INFORMATION GIVEN:
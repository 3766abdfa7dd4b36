//! Structured event sink for lifecycle, approval and governance events.
//!
//! Every phase transition, approval decision, breaker/tempo transition and
//! lifecycle event is emitted as one [`AgencyEvent`]. Sinks are an interface
//! boundary: the in-memory sink keeps a bounded buffer for tests and
//! introspection, the tracing sink forwards to the `tracing` subscriber.

use chrono::DateTime;
use serde::{Deserialize, Serialize};
use std::fmt;
use std::sync::Mutex;

use crate::types::AgentId;

/// Kind of emitted event.
#[derive(Debug, Clone, Copy, PartialEq, Eq, Serialize, Deserialize)]
pub enum EventKind {
    PhaseTransition,
    ApprovalGranted,
    ApprovalDenied,
    UsageUpdated,
    ErrorRecorded,
    BreakerTransition,
    TempoShift,
    HierarchyPaused,
    HierarchyResumed,
    AgentSpawned,
    AgentTerminated,
    ChildReport,
}

impl fmt::Display for EventKind {
    fn fmt(&self, f: &mut fmt::Formatter<'_>) -> fmt::Result {
        let name = match self {
            EventKind::PhaseTransition => "phase_transition",
            EventKind::ApprovalGranted => "approval_granted",
            EventKind::ApprovalDenied => "approval_denied",
            EventKind::UsageUpdated => "usage_updated",
            EventKind::ErrorRecorded => "error_recorded",
            EventKind::BreakerTransition => "breaker_transition",
            EventKind::TempoShift => "tempo_shift",
            EventKind::HierarchyPaused => "hierarchy_paused",
            EventKind::HierarchyResumed => "hierarchy_resumed",
            EventKind::AgentSpawned => "agent_spawned",
            EventKind::AgentTerminated => "agent_terminated",
            EventKind::ChildReport => "child_report",
        };
        write!(f, "{}", name)
    }
}

/// One structured event record.
#[derive(Debug, Clone, PartialEq, Serialize, Deserialize)]
pub struct AgencyEvent {
    pub agent_id: AgentId,
    pub kind: EventKind,
    pub detail: String,
    pub timestamp_ms: u64,
}

impl AgencyEvent {
    pub fn new(
        agent_id: impl Into<AgentId>,
        kind: EventKind,
        detail: impl Into<String>,
        timestamp_ms: u64,
    ) -> Self {
        Self {
            agent_id: agent_id.into(),
            kind,
            detail: detail.into(),
            timestamp_ms,
        }
    }

    /// JSON rendering of the record for downstream log pipelines.
    pub fn to_json(&self) -> String {
        serde_json::to_string(self).unwrap_or_else(|_| format!("{:?}", self))
    }
}

/// Receives structured events. Implementations must be cheap; emitters call
/// them synchronously on hot paths.
pub trait EventSink: Send + Sync + fmt::Debug {
    fn record(&self, event: AgencyEvent);
}

/// Bounded in-memory buffer of recent events.
#[derive(Debug)]
pub struct MemoryEventLog {
    entries: Mutex<Vec<AgencyEvent>>,
    capacity: usize,
}

impl MemoryEventLog {
    pub fn new(capacity: usize) -> Self {
        Self {
            entries: Mutex::new(Vec::with_capacity(capacity.min(1024))),
            capacity,
        }
    }

    /// Most recent `max` events, oldest first.
    pub fn recent(&self, max: usize) -> Vec<AgencyEvent> {
        let entries = self.entries.lock().unwrap();
        let start = entries.len().saturating_sub(max);
        entries[start..].to_vec()
    }

    /// Events of one kind, oldest first.
    pub fn of_kind(&self, kind: EventKind) -> Vec<AgencyEvent> {
        self.entries
            .lock()
            .unwrap()
            .iter()
            .filter(|e| e.kind == kind)
            .cloned()
            .collect()
    }

    pub fn len(&self) -> usize {
        self.entries.lock().unwrap().len()
    }

    pub fn is_empty(&self) -> bool {
        self.len() == 0
    }
}

impl Default for MemoryEventLog {
    fn default() -> Self {
        Self::new(4096)
    }
}

impl EventSink for MemoryEventLog {
    fn record(&self, event: AgencyEvent) {
        let mut entries = self.entries.lock().unwrap();
        if entries.len() >= self.capacity {
            entries.remove(0);
        }
        entries.push(event);
    }
}

/// Forwards events to the `tracing` subscriber.
#[derive(Debug, Default)]
pub struct TracingEventLog;

impl EventSink for TracingEventLog {
    fn record(&self, event: AgencyEvent) {
        let when = DateTime::from_timestamp_millis(event.timestamp_ms as i64)
            .map(|t| t.to_rfc3339())
            .unwrap_or_else(|| event.timestamp_ms.to_string());
        tracing::info!(
            target: "roundabout::events",
            agent_id = %event.agent_id,
            kind = %event.kind,
            detail = %event.detail,
            at = %when,
            record = %event.to_json(),
        );
    }
}

#[cfg(test)]
mod tests {
    use super::*;

    #[test]
    fn memory_log_keeps_a_bounded_buffer() {
        let log = MemoryEventLog::new(3);
        for i in 0..5 {
            log.record(AgencyEvent::new(
                "agent-1",
                EventKind::UsageUpdated,
                format!("update {}", i),
                i,
            ));
        }
        let recent = log.recent(10);
        assert_eq!(recent.len(), 3);
        assert_eq!(recent[0].detail, "update 2");
        assert_eq!(recent[2].detail, "update 4");
    }

    #[test]
    fn of_kind_filters_events() {
        let log = MemoryEventLog::default();
        log.record(AgencyEvent::new("a", EventKind::AgentSpawned, "", 1));
        log.record(AgencyEvent::new("a", EventKind::ErrorRecorded, "boom", 2));
        log.record(AgencyEvent::new("b", EventKind::AgentSpawned, "", 3));
        assert_eq!(log.of_kind(EventKind::AgentSpawned).len(), 2);
        assert_eq!(log.of_kind(EventKind::ErrorRecorded).len(), 1);
    }
}
//! Error taxonomy for the agent runtime and the resource governor.
//!
//! Denials are values carried inside [`ApprovalDecision`](crate::types::ApprovalDecision);
//! they become errors only when an operation that required approval treats
//! the denial as terminal (e.g. spawning a child is all-or-nothing).

use serde::{Deserialize, Serialize};
use std::fmt;
use thiserror::Error;

use crate::types::{AgentId, OperationKind};

/// One violated user-quota limit. The governor returns the full list of
/// violations, not just a boolean, so callers can report specifics.
#[derive(Debug, Clone, PartialEq, Eq, Serialize, Deserialize)]
pub struct QuotaViolationDetail {
    /// Name of the violated limit, e.g. `llm_calls_per_hour`.
    pub limit: String,
    pub used: u64,
    pub allowed: u64,
}

impl fmt::Display for QuotaViolationDetail {
    fn fmt(&self, f: &mut fmt::Formatter<'_>) -> fmt::Result {
        write!(f, "{} ({}/{})", self.limit, self.used, self.allowed)
    }
}

/// Typed reason for an admission denial.
#[derive(Debug, Clone, PartialEq, Error, Serialize, Deserialize)]
pub enum DenialReason {
    #[error("circuit breaker is open; retry after the cooldown window")]
    CircuitBreakerOpen,
    #[error("agent hierarchy rooted at {root} is paused")]
    HierarchyPaused { root: AgentId },
    #[error("system tempo is sleep; {operation} is not admitted")]
    TempoAsleep { operation: OperationKind },
    #[error("recursion depth {depth} is at or above the configured maximum {max}")]
    RecursionLimitExceeded { depth: u32, max: u32 },
    #[error("system agent count {active} has reached the cap {cap}")]
    SystemAgentCapExceeded { active: usize, cap: usize },
    #[error("insufficient budget: projected {projected} exceeds {limit} on dimension {dimension}")]
    BudgetInsufficient {
        dimension: String,
        projected: u64,
        limit: u64,
    },
    #[error("user quota violated: {}", format_violations(.0))]
    QuotaViolation(Vec<QuotaViolationDetail>),
}

fn format_violations(violations: &[QuotaViolationDetail]) -> String {
    violations
        .iter()
        .map(|v| v.to_string())
        .collect::<Vec<_>>()
        .join(", ")
}

/// Errors surfaced by agents and the governor.
#[derive(Debug, Clone, Error)]
pub enum AgencyError {
    #[error("approval denied: {0}")]
    ApprovalDenied(#[from] DenialReason),
    #[error("emergence failure: {0}")]
    EmergenceFailure(String),
    #[error("strategic halt: {0}")]
    StrategicHalt(String),
    #[error("tactical plan invalid: {0}")]
    TacticalPlanInvalid(String),
    #[error("agent {0} is not active")]
    AgentInactive(AgentId),
    #[error("unknown agent {0}")]
    UnknownAgent(AgentId),
    #[error("provider error: {0}")]
    Provider(String),
}

pub type Result<T> = std::result::Result<T, AgencyError>;

#[cfg(test)]
mod tests {
    use super::*;

    #[test]
    fn denial_reasons_name_the_specific_cause() {
        let denial = DenialReason::BudgetInsufficient {
            dimension: "calls".to_string(),
            projected: 12,
            limit: 9,
        };
        let msg = denial.to_string();
        assert!(msg.contains("calls"));
        assert!(msg.contains("12"));

        let quota = DenialReason::QuotaViolation(vec![QuotaViolationDetail {
            limit: "llm_calls_per_hour".to_string(),
            used: 51,
            allowed: 50,
        }]);
        assert!(quota.to_string().contains("llm_calls_per_hour"));
    }

    #[test]
    fn denial_converts_into_agency_error() {
        let err: AgencyError = DenialReason::CircuitBreakerOpen.into();
        assert!(matches!(err, AgencyError::ApprovalDenied(_)));
        assert!(err.to_string().contains("circuit breaker"));
    }
}
//! System-level configuration injected at governor and factory construction.
//!
//! Every threshold that gates admission decisions lives here so tests can
//! instantiate fresh, fully specified instances instead of relying on
//! process-wide state.

use serde::{Deserialize, Serialize};

use crate::types::{QuotaTier, ResourceBudget, UserResourceQuotas};

/// Hysteresis thresholds for tempo adjustment. Degrade thresholds are
/// deliberately higher than recovery thresholds to avoid oscillation.
#[derive(Debug, Clone, Copy, PartialEq, Serialize, Deserialize)]
pub struct TempoThresholds {
    pub degrade_error_rate: f64,
    pub recover_error_rate: f64,
    pub degrade_cost_spike: f64,
    pub recover_cost_spike: f64,
}

impl Default for TempoThresholds {
    fn default() -> Self {
        Self {
            degrade_error_rate: 0.25,
            recover_error_rate: 0.10,
            degrade_cost_spike: 2.0,
            recover_cost_spike: 1.25,
        }
    }
}

/// Default quota baselines per subscription tier.
#[derive(Debug, Clone, Copy, PartialEq, Serialize, Deserialize)]
pub struct TierQuotaDefaults {
    pub free: UserResourceQuotas,
    pub premium: UserResourceQuotas,
    pub enterprise: UserResourceQuotas,
}

impl TierQuotaDefaults {
    pub fn for_tier(&self, tier: QuotaTier) -> UserResourceQuotas {
        match tier {
            QuotaTier::Free => self.free,
            QuotaTier::Premium => self.premium,
            QuotaTier::Enterprise => self.enterprise,
        }
    }
}

impl Default for TierQuotaDefaults {
    fn default() -> Self {
        Self {
            free: UserResourceQuotas {
                tier: QuotaTier::Free,
                llm_calls_per_hour: 50,
                llm_calls_per_day: 500,
                compute_units_per_hour: 1_000,
                compute_units_per_day: 10_000,
                storage_bytes_total: 100 * 1024 * 1024,
            },
            premium: UserResourceQuotas {
                tier: QuotaTier::Premium,
                llm_calls_per_hour: 500,
                llm_calls_per_day: 5_000,
                compute_units_per_hour: 10_000,
                compute_units_per_day: 100_000,
                storage_bytes_total: 1024 * 1024 * 1024,
            },
            enterprise: UserResourceQuotas {
                tier: QuotaTier::Enterprise,
                llm_calls_per_hour: 5_000,
                llm_calls_per_day: 50_000,
                compute_units_per_hour: 100_000,
                compute_units_per_day: 1_000_000,
                storage_bytes_total: 10u64 * 1024 * 1024 * 1024,
            },
        }
    }
}

/// Complete governor and runtime configuration.
#[derive(Debug, Clone, PartialEq, Serialize, Deserialize)]
pub struct SystemConfig {
    /// Maximum recursion depth of a spawn hierarchy.
    pub max_recursion_depth: u32,
    /// Cap on the total number of live agents in the system.
    pub max_system_agents: usize,
    /// Fraction of the parent budget a projected clone may not exceed.
    pub clone_approval_fraction: f64,
    /// Fraction of the remaining parent budget handed to a child by default.
    pub child_budget_fraction: f64,
    /// Default budget for root agents whose profile carries none.
    pub default_root_budget: ResourceBudget,

    /// Error rate above which the circuit breaker opens.
    pub error_rate_threshold: f64,
    /// Minimum error samples in the window before the rate is acted on.
    pub min_error_samples: usize,
    /// Duration of the error-rate window, in milliseconds.
    pub error_window_ms: u64,

    /// Baseline cost per usage update for spike normalization.
    pub cost_baseline: f64,
    /// Spike ratio (rolling average / baseline) above which the breaker opens.
    pub cost_spike_threshold: f64,
    /// Minimum cost samples in the window before the spike is acted on.
    pub min_cost_samples: usize,
    /// Minimum absolute cost accumulated in the window before the spike
    /// is acted on.
    pub min_cost_total: f64,
    /// Duration of the cost window, in milliseconds.
    pub cost_window_ms: u64,

    /// Cooldown before an open breaker transitions to half-open.
    pub breaker_cooldown_ms: u64,
    /// Consecutive successful operations required to close a half-open
    /// breaker.
    pub breaker_success_threshold: u32,

    pub tempo: TempoThresholds,
    pub tier_quotas: TierQuotaDefaults,

    /// Seed for the runtime's randomness source. `None` seeds from the
    /// injected clock at factory construction.
    pub rng_seed: Option<u64>,
}

impl Default for SystemConfig {
    fn default() -> Self {
        Self {
            max_recursion_depth: 5,
            max_system_agents: 50,
            clone_approval_fraction: 0.9,
            child_budget_fraction: 0.3,
            default_root_budget: ResourceBudget::default(),
            error_rate_threshold: 0.5,
            min_error_samples: 5,
            error_window_ms: 60_000,
            cost_baseline: 10.0,
            cost_spike_threshold: 3.0,
            min_cost_samples: 5,
            min_cost_total: 50.0,
            cost_window_ms: 60_000,
            breaker_cooldown_ms: 30_000,
            breaker_success_threshold: 2,
            tempo: TempoThresholds::default(),
            tier_quotas: TierQuotaDefaults::default(),
            rng_seed: None,
        }
    }
}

WORK TO COMPLETE:
Find how many lines of the preceding data contain "recent", and answer with that number only.

OUTPUT FOR THIS TASK:
7